These are not implementation bugs. They are structural inevitabilities. Any group of intelligent agents that collaborates over time must reinvent organization. Humanity took millennia. We need to be faster.
Core Thesis
Existing multi-agent frameworks share a common, usually unstated assumption:
$$\text{Agent} = \text{Model} + \text{Tools} + \text{Prompt}$$
This is a "no-organization assumption." It treats each agent as a stateless function call — powerful in isolation, but structurally incapable of sustaining collaborative work over time. ensoul proposes an alternative formulation:
$$\text{Effective Agent} = \text{Identity} + \text{Experience} + \text{Deliberation}$$
These are not our invention. They are decades of organizational research — from cognitive psychology to management science — formalized into computable, version-controlled, protocol-native specifications.
| Missing Element | Production Failure Mode | Research Basis | ensoul's Implementation |
|---|---|---|---|
| Persistent Identity | Personality rebuilt from scratch each session; unpredictable behavior | Personal identity theory (Parfit, 1984) | Soul system + declarative specs |
| Experiential Learning | Same mistakes repeated; no improvement from failure | Ebbinghaus (1885); RLHF (Christiano et al., 2017) | 16-module memory ecosystem + evaluation loop + Skills auto-trigger |
| Cognitive Conflict | Groupthink; agents complement rather than challenge; declining decision quality | Janis (1972); Stasser & Titus (1985); Nemeth (1994) | 9 dialectical modes + cognitive conflict constraints |
| Protocol Neutrality | Agent definitions locked to specific SDKs; migration cost $\propto$ definition complexity | Infrastructure as Code (Morris, 2016) | MCP-native, declarative YAML/Markdown |
ensoul is not another orchestration framework.
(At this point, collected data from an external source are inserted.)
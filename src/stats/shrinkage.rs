//! Shrinkage of the empirical covariance towards a scaled identity.
//!
//! All three estimators return `(1 - s) S + s μ I` with `μ = tr(S) / N` and
//! `S` the maximum-likelihood (`ddof = 0`) covariance; they differ in how
//! the intensity `s` is picked.

use ndarray::Array2;
use ndarray::ArrayView2;
use ndarray::Axis;

use super::moments::empirical_covariance;
use super::moments::validate_table;
use crate::error::PortfolioError;
use crate::error::Result;

fn shrink_to_identity(s: &Array2<f64>, intensity: f64) -> Array2<f64> {
  let n = s.nrows();
  let mu = s.diag().sum() / n as f64;
  let mut out = s * (1.0 - intensity);
  for i in 0..n {
    out[[i, i]] += intensity * mu;
  }
  out
}

/// Ledoit-Wolf optimal intensity.
pub fn ledoit_wolf_shrinkage(x: &ArrayView2<f64>) -> f64 {
  let (t, n) = x.dim();
  if n == 1 {
    return 0.0;
  }
  let tf = t as f64;
  let nf = n as f64;
  let mean = x.mean_axis(Axis(0)).unwrap_or_else(|| ndarray::Array1::zeros(n));
  let xc = x - &mean.insert_axis(Axis(0));
  let x2 = xc.mapv(|v| v * v);
  let emp_cov_trace = x2.sum_axis(Axis(0)) / tf;
  let mu = emp_cov_trace.sum() / nf;

  let beta_ = x2.t().dot(&x2).sum();
  let delta_ = xc.t().dot(&xc).mapv(|v| v * v).sum() / (tf * tf);

  let beta = 1.0 / (nf * tf) * (beta_ / tf - delta_);
  let mut delta = delta_ - 2.0 * mu * emp_cov_trace.sum() + nf * mu * mu;
  delta /= nf;
  let beta = beta.min(delta);
  if beta == 0.0 || delta == 0.0 {
    0.0
  } else {
    beta / delta
  }
}

pub fn ledoit_wolf(x: &ArrayView2<f64>) -> Result<Array2<f64>> {
  validate_table(x, 2)?;
  let s = empirical_covariance(x);
  Ok(shrink_to_identity(&s, ledoit_wolf_shrinkage(x)))
}

/// Oracle approximating shrinkage.
pub fn oas(x: &ArrayView2<f64>) -> Result<Array2<f64>> {
  validate_table(x, 2)?;
  let (t, n) = x.dim();
  let s = empirical_covariance(x);
  if n == 1 {
    return Ok(s);
  }
  let nf = n as f64;
  let alpha = s.mapv(|v| v * v).mean().unwrap_or(0.0);
  let mu = s.diag().sum() / nf;
  let mu_squared = mu * mu;
  let num = alpha + mu_squared;
  let den = (t as f64 + 1.0) * (alpha - mu_squared / nf);
  let intensity = if den == 0.0 { 1.0 } else { (num / den).min(1.0) };
  Ok(shrink_to_identity(&s, intensity))
}

/// Fixed-intensity shrinkage.
pub fn shrunk(x: &ArrayView2<f64>, alpha: f64) -> Result<Array2<f64>> {
  validate_table(x, 2)?;
  if !(0.0..=1.0).contains(&alpha) {
    return Err(PortfolioError::invalid(format!(
      "shrinkage intensity {alpha} outside [0, 1]"
    )));
  }
  Ok(shrink_to_identity(&empirical_covariance(x), alpha))
}

#[cfg(test)]
mod tests {
  use approx::assert_abs_diff_eq;
  use ndarray::array;

  use super::*;

  fn sample() -> Array2<f64> {
    array![
      [0.01, 0.02, -0.01],
      [0.03, -0.01, 0.00],
      [-0.02, 0.00, 0.02],
      [0.04, 0.05, 0.01],
      [0.00, -0.03, -0.02],
      [0.02, 0.01, 0.03]
    ]
  }

  #[test]
  fn shrinkage_preserves_trace() {
    let x = sample();
    let s = empirical_covariance(&x.view());
    for est in [
      ledoit_wolf(&x.view()).unwrap(),
      oas(&x.view()).unwrap(),
      shrunk(&x.view(), 0.1).unwrap(),
    ] {
      assert_abs_diff_eq!(est.diag().sum(), s.diag().sum(), epsilon = 1e-15);
    }
  }

  #[test]
  fn intensity_is_a_fraction() {
    let s = ledoit_wolf_shrinkage(&sample().view());
    assert!((0.0..=1.0).contains(&s));
  }

  #[test]
  fn shrunk_one_is_scaled_identity() {
    let x = sample();
    let est = shrunk(&x.view(), 1.0).unwrap();
    assert_abs_diff_eq!(est[[0, 1]], 0.0, epsilon = 1e-18);
    assert_abs_diff_eq!(est[[0, 0]], est[[2, 2]], epsilon = 1e-18);
    assert!(shrunk(&x.view(), 1.5).is_err());
  }
}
It is an operating system for the organizational layer of digital civilization — formalizing millennia of human organizational wisdom into AI-executable declarative specifications. 40 MCP tools, 3 transport protocols, 7 LLM providers, multi-channel reach via Feishu, WeCom, and Web.
Formal Framework
Employee Specification
Each AI employee is a declarative specification $e \in \mathcal{E}$, decoupled from code, version-trackable, and IDE-agnostic:
$$e = \langle \text{soul}, \text{name}, \text{model}, \text{tools}, \text{prompt}, \text{args}, \text{output}, \text{skills} \rangle$$
Where:
- $\text{soul} \in \Sigma^*$ — Soul configuration (Markdown), defining the employee's persistent identity, personality, and behavioral principles; auto-versioned
- $\text{model} \in \mathcal{M}$ = {
claude-*,gpt-*,deepseek-*,kimi-*,gemini-*,glm-*,qwen-*} — Unified routing across 7 providers - $\text{tools} \subseteq \mathcal{T}$ — Available tool set, constrained by
PermissionPolicy - $\text{prompt}: \Sigma^* \to \Sigma^*$ — Markdown template function with variable substitution and context injection
- $\text{skills} \subseteq \mathcal{S}$ — Auto-trigger rule set defining scene-matching conditions and memory-loading strategies
Structured Dialectical Deliberation
The deliberation process is formalized as a 4-tuple $D = \langle P, R, \Phi, \Psi \rangle$:
| Symbol | Definition | Description |
|---|---|---|
| $P = {p_1, \ldots, p_n}$ | Participant set | $p_i = (\text{employee}, \text{role}, \text{stance}, \text{focus})$ |
| $R = [r_1, \ldots, r_k]$ | Round sequence | $r_j \in$ {round-robin, cross-examine, steelman-then-attack, debate, vote, ...} |
| $\Phi$ | Disagreement constraint function | $\text{must_challenge}(p_i) \subseteq P \setminus {p_i}$; $\text{max_agree_ratio}(p_i) \in [0, 1]$ |
| $\Psi$ | Tension seed set | Pre-seeded controversy points that force topic-space diversification |
Key constraint: When $\Phi$ defines $\text{max_agree_ratio}(p_i) = \rho$, participant $p_i$ may not agree with others' views in more than proportion $\rho$ of the entire discussion, forcing cognitive conflict rather than groupthink. This corresponds to the Devil's Advocacy method from organizational decision research (Schwenk, 1990).
Memory Evolution Model
Each memory $m$'s effective confidence decays over time, following the exponential model of Ebbinghaus's forgetting curve:
$$C_{\text{eff}}(t) = C_0 \cdot \left(\frac{1}{2}\right)^{t / \tau}$$
Where $C_0$ is initial confidence (default 1.0), $t$ is memory age in days, and $\tau$ is half-life (default 90 days). Retrieval ranks by $C_{\text{eff}}$; memories below threshold $C_{\min}$ are automatically culled.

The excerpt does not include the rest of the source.